Section 16.1 Shapefiles and Mapping Packages
Let’s look at the new stuff first. The Internet is full of shapefiles that contain mapping data. Shapefiles are a partially proprietary, partially open format supported by a California software company called ESRI. Shapefile is actually an umbrella term that covers several different file types. Because the R community has provided some packages to help deal with shapefiles, we don’t need to much information about the details. The most important thing to know is that shapefiles contain points, polygons, and “polylines.” Everyone knows what a point and a polygon are, but a polyline is a term used by computer scientist to refer to a multi-segment line. In many graphics applications it is much easier to approximate a curved line with many tiny connected straight lines than it is to draw a truly curved line. If you think of a road or a river on a map, you will have a good idea of a polyline.
The U.S. Census bureau publishes shapefiles at various levels of detail for every part of the country. Search for the term “shapefile” at “site:census.gov” and you will find several pages with listings of different shapefiles. For this exercise, we are using a relatively low detail map of the whole U.S. We downloaded a “zip” file. Unzip this (usually just by double-clicking on it) and you will find several files inside it. The file ending in “shp” is the main shapefile. Another file that will be useful to us ends in “dbf” - this contains labels and other information.
To get started, we will need two new R packages called PBSmapping and maptools. PBSmapping refers not to public broadcasting, but rather to the Pacific Biology Station, whose researchers and technologists kindly bundled up a wide range of the R processing tools that they use to manage map data. The maptools package was developed by Nicholas J. Lewin-Koh (University of Singapore) and others to provide additional tools and some “wrappers” to make PBSmapping functions easier to use. In this chapter we only scratch the surface of the available tools: there could be a whole book just dedicated to R mapping functions alone.
Before we read in the data we grabbed from the Census Bureau, let’s set the working directory in R-Studio so that we don’t have to type it out on the command line. Click on the Tools menu and then choose “Set Working Directory.” Use the dialog box to designate the folder where you have unzipped the shape data. After that, these commands will load the shape data into R and show us what we have:
usShape <- importShapefile( "gz_2010_us_040_00_500k",readDBF=TRUE)
summary(usShape)
PolySet Records : 90696 Contours : 574 Holes : 0 Events : NA On boundary : NA Ranges X : [-179.14734, 179.77847] Y : [17.884813, 71.3525606439998] Attributes Projection : LL Zone : NULL Extra columns :
plotPolys(usShape)
This last command gives us a simple plot of the 90,696 shapes that our shapefile contains. Here is the plot:

plotPolys(usShape), showing all states including Alaska and Hawaii.This is funny looking! The ranges output from the summary() command gives us a hint as to why. The longitude of the elements in our map range from -179 to nearly 180: this covers pretty much the whole of the planet. The reason is that the map contains shapes for Hawaii and Alaska. Both states have far western longitudes, but the Aleutian peninsula in Alaska extends so far that it crosses over the longitude line where -180 and 180 meet in the Pacific Ocean. As a result, the continental U.S. is super squashed. We can specify a more limited area of the map to consider by using the xlim and ylim parameters. The following command:
plotPolys(usShape, xlim=c(-130,-60),ylim=c(20,50))

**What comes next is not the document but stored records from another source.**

fn file_from_row(row: &Row<'_>) -> rusqlite::Result<File> {
    let cabinet_id: i64 = row.get(1)?;
    let sequence: i64 = row.get(2)?;
    Ok(File {
        id: row.get(0)?,
        cabinet_id,
        sequence,
        cabinet_number: cabinet_number(cabinet_id, sequence),
        filename: row.get(3)?,
        description: row.get(4)?,
        category: Category::from_stored(row.get::<_, Option<String>>(5)?.as_deref()),
        status: FileStatus::from_stored(row.get::<_, Option<String>>(6)?.as_deref()),
        added_by: row.get(7)?,
        created_at: parse_datetime(&row.get::<_, String>(8)?),
        updated_at: parse_optional_datetime(row.get(9)?),
        deleted_at: parse_optional_datetime(row.get(10)?),
    })
}

fn file_use_from_row(row: &Row<'_>) -> rusqlite::Result<FileUse> {
    let file_cabinet_id: Option<i64> = row.get(11)?;
    let sequence: Option<i64> = row.get(12)?;
    Ok(FileUse {
        id: row.get(0)?,
        file_id: row.get(1)?,
        cabinet_id: row.get(2)?,
        borrower: row.get(3)?,
        purpose: row.get(4)?,
        notes: row.get(5)?,
        borrowed_at: parse_optional_datetime(row.get(6)?),
        returned_at: parse_optional_datetime(row.get(7)?),
        added_by: row.get(8)?,
        created_at: parse_datetime(&row.get::<_, String>(9)?),
        filename: row.get(10)?,
        cabinet_number: file_cabinet_id.zip(sequence).map(|(c, s)| cabinet_number(c, s)),
        cabinet_name: row.get(13)?,
    })
}

fn count(conn: &Connection, sql: &str) -> Result<i64> {
    conn.query_row(sql, [], |row| row.get(0))
        .map_err(Error::from)
}

impl Store for SqliteStore {
    fn initialize(&self) -> Result<()> {
        self.conn().execute_batch(SCHEMA)?;
        Ok(())
    }

    // Cabinet operations

    fn create_cabinet(&self, cabinet: &NewCabinet) -> Result<i64> {
        let conn = self.conn();
        conn.execute(
            "INSERT INTO cabinets (name, description, position, status, added_by, created_at)
             VALUES (?1, ?2, ?3, ?4, ?5, ?6)",
            params![
                cabinet.name,
                cabinet.description,
                cabinet.position,
                cabinet.status,
                cabinet.added_by,
                format_datetime(&Utc::now()),
            ],
        )?;
        Ok(conn.last_insert_rowid())
    }

    fn get_cabinet(&self, id: i64) -> Result<Option<Cabinet>> {
        let conn = self.conn();
        conn.query_row(
            &format!("{CABINET_SELECT} WHERE c.id = ?1"),
            params![id],
            cabinet_from_row,
        )
        .optional()
        .map_err(Error::from)
    }

    fn list_cabinets(&self, include_archived: bool) -> Result<Vec<Cabinet>> {
        let conn = self.conn();
        let mut stmt = conn.prepare(&format!(
            "{CABINET_SELECT}
             WHERE ?1 OR c.status IS NULL OR c.status != 'archived'
             ORDER BY c.position ASC, c.created_at ASC, c.id ASC"
        ))?;

        let rows = stmt.query_map(params![include_archived], cabinet_from_row)?;

        rows.collect::<std::result::Result<Vec<_>, _>>()
            .map_err(Error::from)
    }

    fn update_cabinet(&self, id: i64, changes: &CabinetChanges) -> Result<bool> {
        let now = format_datetime(&Utc::now());
        let mut assignments = Vec::new();
        let mut values: Vec<&dyn ToSql> = Vec::new();

        if let Some(name) = &changes.name {
            assignments.push("name = ?");
            values.push(name);
        }
        if let Some(description) = &changes.description {
            assignments.push("description = ?");
            values.push(description);
        }
        if let Some(position) = &changes.position {
            assignments.push("position = ?");
            values.push(position);
        }
        if let Some(status) = &changes.status {
            assignments.push("status = ?");
            values.push(status);
        }
        assignments.push("updated_at = ?");
        values.push(&now);
        values.push(&id);

        let sql = format!(
            "UPDATE cabinets SET {} WHERE id = ?",
            assignments.join(", ")
        );
        let rows = self.conn().execute(&sql, values.as_slice())?;
        Ok(rows > 0)
    }

    // File operations

    fn create_file(&self, file: &NewFile) -> Result<File> {
        let mut conn = self.conn();
        // IMMEDIATE takes the write lock up front, so no other connection can
        // allocate from the same MAX(sequence) before this insert commits.
        let tx = conn.transaction_with_behavior(TransactionBehavior::Immediate)?;

        let exists: bool = tx.query_row(
            "SELECT EXISTS(SELECT 1 FROM cabinets WHERE id = ?1)",
            params![file.cabinet_id],
            |row| row.get(0),
        )?;
        if !exists {
            return Err(Error::NotFound);
        }

        // Soft-deleted rows are included so numbers are never handed out twice.
        let sequence: i64 = tx.query_row(
            "SELECT COALESCE(MAX(sequence), 0) + 1 FROM files WHERE cabinet_id = ?1",
            params![file.cabinet_id],
            |row| row.get(0),
        )?;

        let result = tx.execute(
            "INSERT INTO files (cabinet_id, sequence, filename, description, category, status, added_by, created_at)
             VALUES (?1, ?2, ?3, ?4, ?5, ?6, ?7, ?8)",
            params![
                file.cabinet_id,
                sequence,
                file.filename,
                file.description,
                file.category,
                file.status,
                file.added_by,
                format_datetime(&Utc::now()),
            ],
        );

        match result {
            Ok(_) => {}
            Err(rusqlite::Error::SqliteFailure(err, _))
                if err.code == rusqlite::ErrorCode::ConstraintViolation =>
            {
                return Err(Error::Conflict(format!(
                    "cabinet number {} already allocated",
                    cabinet_number(file.cabinet_id, sequence)
                )));
            }
            Err(e) => return Err(Error::from(e)),
        }

        let id = tx.last_insert_rowid();
        let created = tx.query_row(
            &format!("SELECT {FILE_COLUMNS} FROM files f WHERE f.id = ?1"),
            params![id],
            file_from_row,
        )?;
        tx.commit()?;

        Ok(created)
    }

    fn get_file(&self, id: i64) -> Result<Option<FileWithCabinet>> {
        let conn = self.conn();
        conn.query_row(
            &format!(
                "SELECT {FILE_COLUMNS}, c.name
                 FROM files f LEFT JOIN cabinets c ON c.id = f.cabinet_id
                 WHERE f.id = ?1 AND f.deleted_at IS NULL"
            ),
            params![id],
            |row| {
                Ok(FileWithCabinet {
                    file: file_from_row(row)?,
                    cabinet_name: row.get(11)?,
                })
            },
        )
        .optional()
        .map_err(Error::from)
    }

    fn list_cabinet_files(&self, cabinet_id: i64, filter: &FileFilter) -> Result<Vec<File>> {
        let search = filter.search.as_deref().map(like_pattern);
        let mut sql = format!(
            "SELECT {FILE_COLUMNS} FROM files f
             WHERE f.cabinet_id = :cabinet_id AND f.deleted_at IS NULL"
        );
        let mut values: Vec<(&str, &dyn ToSql)> = Vec::new();
        values.push((":cabinet_id", &cabinet_id as &dyn ToSql));

        if let Some(pattern) = &search {
            sql.push_str(
                " AND (('C' || f.cabinet_id || '.' || f.sequence) LIKE :search ESCAPE '\\'
                       OR f.filename LIKE :search ESCAPE '\\')",
            );
            values.push((":search", pattern as &dyn ToSql));
        }
        if let Some(status) = &filter.status {
            sql.push_str(" AND COALESCE(NULLIF(f.status, ''), 'available') = :status");
            values.push((":status", status as &dyn ToSql));
        }
        sql.push_str(" ORDER BY f.sequence ASC");

        let conn = self.conn();
        let mut stmt = conn.prepare(&sql)?;
        let rows = stmt.query_map(values.as_slice(), file_from_row)?;

        rows.collect::<std::result::Result<Vec<_>, _>>()
            .map_err(Error::from)
    }

    fn update_file(&self, id: i64, changes: &FileChanges) -> Result<bool> {
        let now = format_datetime(&Utc::now());
        let mut assignments = Vec::new();
        let mut values: Vec<&dyn ToSql> = Vec::new();

        if let Some(filename) = &changes.filename {
            assignments.push("filename = ?");
            values.push(filename);
        }
        if let Some(description) = &changes.description {
            assignments.push("description = ?");
            values.push(description);
        }
        if let Some(category) = &changes.category {
            assignments.push("category = ?");
            values.push(category);
        }
        if let Some(status) = &changes.status {
            assignments.push("status = ?");
            values.push(status);
        }
        assignments.push("updated_at = ?");
        values.push(&now);
        values.push(&id);

        let sql = format!(
            "UPDATE files SET {} WHERE id = ? AND deleted_at IS NULL",
            assignments.join(", ")
        );
        let rows = self.conn().execute(&sql, values.as_slice())?;
        Ok(rows > 0)
    }

    fn delete_file(&self, id: i64) -> Result<bool> {
        let rows = self.conn().execute(
            "UPDATE files SET deleted_at = ?1, updated_at = ?1, status = 'archived'
             WHERE id = ?2 AND deleted_at IS NULL",
            params![format_datetime(&Utc::now()), id],
        )?;
        Ok(rows > 0)
    }

    // File use operations

    fn list_cabinet_file_uses(&self, cabinet_id: i64) -> Result<Vec<FileUse>> {
        let conn = self.conn();
        let mut stmt = conn.prepare(
            "SELECT u.id, u.file_id, u.cabinet_id, u.borrower, u.purpose, u.notes,
                    u.borrowed_at, u.returned_at, u.added_by, u.created_at,
                    f.filename, f.cabinet_id, f.sequence, c.name
             FROM file_uses u
             LEFT JOIN files f ON f.id = u.file_id
             LEFT JOIN cabinets c ON c.id = u.cabinet_id
             WHERE u.cabinet_id = ?1 AND u.deleted_at IS NULL
             ORDER BY u.created_at DESC, u.id DESC",
        )?;

        let rows = stmt.query_map(params![cabinet_id], file_use_from_row)?;

        rows.collect::<std::result::Result<Vec<_>, _>>()
            .map_err(Error::from)
    }

    // Dashboard

    fn dashboard_stats(&self) -> Result<DashboardStats> {
        let conn = self.conn();

        let total_files = count(&conn, "SELECT COUNT(*) FROM files WHERE deleted_at IS NULL")?;
        let total_cabinets = count(
            &conn,
            "SELECT COUNT(*) FROM cabinets WHERE status IS NULL OR status != 'archived'",
        )?;
        let pending_cabinets = count(
            &conn,
            "SELECT COUNT(*) FROM cabinets WHERE status = 'pending'",
        )?;
        let archived_files = count(
            &conn,
            "SELECT COUNT(*) FROM files WHERE deleted_at IS NOT NULL OR status = 'archived'",
        )?;

        let mut files_by_status = StatusCounts::default();
        {
            let mut stmt = conn.prepare(
                "SELECT status, COUNT(*) FROM files WHERE deleted_at IS NULL GROUP BY status",
            )?;
            let rows = stmt.query_map([], |row| {
                Ok((row.get::<_, Option<String>>(0)?, row.get::<_, i64>(1)?))
            })?;
            for row in rows {
                let (status, n) = row?;
                files_by_status.add(FileStatus::from_stored(status.as_deref()), n);
            }
        }

        let mut files_by_category = CategoryCounts::default();
        {
            let mut stmt = conn.prepare(
                "SELECT category, COUNT(*) FROM files WHERE deleted_at IS NULL GROUP BY category",
            )?;
            let rows = stmt.query_map([], |row| {
                Ok((row.get::<_, Option<String>>(0)?, row.get::<_, i64>(1)?))
            })?;
            for row in rows {
                let (category, n) = row?;
                files_by_category.add(Category::from_stored(category.as_deref()), n);
            }
        }

        let recent_files = {
            let mut stmt = conn.prepare(&format!(
                "SELECT {FILE_COLUMNS} FROM files f
                 WHERE f.deleted_at IS NULL
                 ORDER BY f.created_at DESC, f.id DESC
                 LIMIT ?1"
            ))?;
            let rows = stmt.query_map(params![RECENT_FILES_LIMIT], file_from_row)?;
            rows.collect::<std::result::Result<Vec<_>, _>>()?
        };

        Ok(DashboardStats {
            total_files,
            total_cabinets,
            pending_cabinets,
            files_by_status,
            files_by_category,
            archived_files,
            recent_files,
        })
    }
}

plotPolys(usShape, xlim=c(-130,-60), ylim=c(20,50)), showing state boundaries in their typical proportions....gives a plot that shows the continental U.S. more in its typical proportions.
So now we have some map data stored away and ready to use. The PBSmapping package gives us the capability of adding points to an existing map. For now, let’s demonstrate this with a made up point somewhere in Texas:
X <- -100
Y <- 30
EID <- 1
pointData <- data.frame(EID,X,Y)
eventData <- as.EventData( pointData,projection=NA)
addPoints(eventData,col="red",cex=.5)

addPoints().You have to look carefully, but in southern Texas there is now a little red dot. We began by manually creating a single point - specified by X (longitude), Y (latitude), and EID (an identification number) - and sticking it into a dataframe. Then we converted the data in that dataframe into an EventData object. This is a custom class of object specified by the PBSmapping package. The final command above adds the EventData to the plot.
The idea of EventData is a little confusing, but if you remember that this package was developed by biologists at the Pacific Biology Station to map sightings of fish and other natural phenomena it makes more sense. In their lingo, an event was some observation of interest that occurred at a particular day, time, and location. The “event id” or EID <- 1 that we stuck in the data frame was just saying that this was the first point in our list that we wanted to plot. For us it is not an event so much as a location of something we wanted to see on the map.
Also note that the “projection=NA” parameter in the
as.EventData() coercion is just letting the mapping software know that we don’t want our point to be transformed according to a mapping projection. If you remember from your Geography class, a projection is a mapping technique to make a curved object like the Earth seem sensible on a flat map. In this example, we’ve already flattened out the U.S., so there is no need to transform the points.